On the issue of women in uniform, self-identification would seem to have an impact on opinions, insofar as the notion of female soldiers (H5), as well as homosexuals serving openly (H6), is a non-traditional one, and one that marks Taiwan as moving into a postmodern society. As persons who identify as Taiwanese are more concerned with building a society on the island—as opposed to being a smaller part of a larger Chinese sphere—it seems likely that they would be more amenable to being supportive of such postmodern trends. Meanwhile, the Chinese identity would likely be more traditional, viewing such moves as being impositions of Western norms, and therefore not consistent with traditional Chinese culture—though in practice they may accept such moves toward gender and sexual equality, perhaps in the form of tokenism, for the positive image they convey in the international press.

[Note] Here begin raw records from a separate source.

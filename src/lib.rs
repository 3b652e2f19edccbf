//! A best-effort parser for [Conventional Commit] messages.
//!
//! [conventional commit]: https://www.conventionalcommits.org
//!
//! Messages are matched by a small grammar built from composable
//! [parser combinators][engine]. Parsing never gives up on the whole message:
//! [`parse_as_much_as_possible`] returns every part it recognized, along with
//! an error naming the first part it could not find, so an interactive prompt
//! can ask for just what is missing.
//!
//! # Example
//!
//! ```rust
//! use indoc::indoc;
//!
//! let message = indoc!("
//!     docs(example)!: add tested usage example
//!
//!     This example is tested using Rust's doctest capabilities. Having this
//!     example helps people understand how to use the parser.
//!
//!     BREAKING CHANGE: Going from nothing to something, meaning anyone doing
//!     nothing before suddenly has something to do. That sounds like a change
//!     in your break.
//!
//!     Co-Authored-By: Lisa Simpson <lisa@simpsons.fam>
//!     Closes #12
//! ");
//!
//! let commit = git_cc::CommitRecord::parse(message).unwrap();
//!
//! // You can access all components of the header.
//! assert_eq!(commit.type_(), "docs");
//! assert_eq!(commit.scope(), "example");
//! assert_eq!(commit.description(), "add tested usage example");
//!
//! // And the free-form commit body.
//! assert!(commit.body().contains("helps people understand"));
//!
//! // If a commit is marked with a bang (`!`) OR has a footer with the key
//! // "BREAKING CHANGE", it is considered a "breaking" commit.
//! assert!(commit.breaking_change());
//!
//! // Footers are kept as written, one entry per footer.
//! assert!(commit.footers()[0].ends_with("That sounds like a change\nin your break."));
//! assert_eq!(commit.footers()[1], "Co-Authored-By: Lisa Simpson <lisa@simpsons.fam>");
//! assert_eq!(commit.footers()[2], "Closes #12");
//!
//! // Whether the record is good enough to commit depends on the project.
//! let convention = git_cc::Convention {
//!     scopes: git_cc::Vocabulary::from_iter([("example", "usage examples")]),
//!     ..Default::default()
//! };
//! assert!(convention.check(&commit).is_empty());
//! assert_eq!(
//!     git_cc::Convention::default().check(&commit),
//!     [git_cc::Problem::InvalidScope]
//! );
//!
//! // Rendering gives the canonical message back.
//! assert!(commit.to_string().starts_with("docs(example)!: add tested usage example\n\n"));
//! ```
//!
//! An incomplete message still yields what was there:
//!
//! ```rust
//! let (commit, err) = git_cc::parse_as_much_as_possible("fix(parser)");
//! assert_eq!(commit.type_(), "fix");
//! assert_eq!(commit.scope(), "parser");
//! assert_eq!(err.unwrap().kind(), git_cc::ErrorKind::MissingSeparator);
//! ```

#![warn(missing_docs)]

mod commit;
mod convention;
pub mod engine;
mod error;
pub mod grammar;
mod message;
mod node;

pub use commit::{parse_as_much_as_possible, CommitRecord};
pub use convention::{Convention, Problem, Vocabulary, HEADER_MAX_LENGTH};
pub use error::{Error, ErrorKind, ParseError};
pub use message::{is_effectively_empty, join_paragraphs, strip_comments};
pub use node::{Kind, ParseNode};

Simple demographics would seem to support the hypothesis that individuals identifying as Taiwanese would be less supportive of conscription (H7) than individuals identifying as Chinese, as increasingly the former far outnumber the latter and would make up the bulk of such a conscription force. Moreover, conscription as a means of staffing a mass army remains within the realm of the traditional, whereas the shift to recruitment is more in line with the aforementioned Western norms and a trend toward a postmodern society. This same dynamic is in play concerning attitudes toward conscientious objection (H8). In building a localized society, persons identifying as Taiwanese would seem to be more likely to be more amenable to CO as a means of creating a postmodern society, in that persons with a valid reason for conscientiously objecting should not be forced to serve, or punished if they refuse to.

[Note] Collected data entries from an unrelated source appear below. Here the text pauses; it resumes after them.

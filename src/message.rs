//! Preparing raw text before it is parsed.

/// Join several message parts as separate paragraphs, the way
/// `git commit -m a -m b` does.
pub fn join_paragraphs<I, S>(parts: I) -> String
where
    I: IntoIterator<Item = S>,
    S: AsRef<str>,
{
    let mut message = String::new();
    for (i, part) in parts.into_iter().enumerate() {
        if 0 < i {
            message.push_str("\n\n");
        }
        message.push_str(part.as_ref());
    }
    message
}

fn is_comment(line: &str) -> bool {
    line.trim_start().starts_with('#')
}

/// Drop the `#` comment lines git puts in commit message templates.
pub fn strip_comments(text: &str) -> String {
    text.split_inclusive('\n')
        .filter(|line| !is_comment(line))
        .collect()
}

/// Nothing but whitespace and comment lines.
pub fn is_effectively_empty(text: &str) -> bool {
    text.lines()
        .all(|line| line.trim().is_empty() || is_comment(line))
}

In addition to the research questions listed above, a number of non-dimension-specific items have been included in the survey instrument designed to measure more broadly citizen attitudes about the ROC military. These include questions measuring worry about the military imbalance in the Taiwan Strait (Q11), attitudes towards the main problem facing the military (Q12), attitudes towards military/society relations (Q14), personal willingness to fight (Q15),
35
attitudes toward one’s own children serving in the military (Q23), and faith in the military’s ability to investigate itself in cases of fatal training accidents (Q17).
Some of these, such as the questions about the main problem facing the military and attitudes towards military/society relations, can provide a more nuanced understanding of citizen perceptions of PMMM dimensions like attitudes toward the military. Others, such as personal willingness to fight and attitudes toward one’s own children serving in the military, are not related to the PMMM dimensions but help provide a context for the findings, as well as serving as excellent exploratory items to better discern trends and perhaps discover unexpected relationships.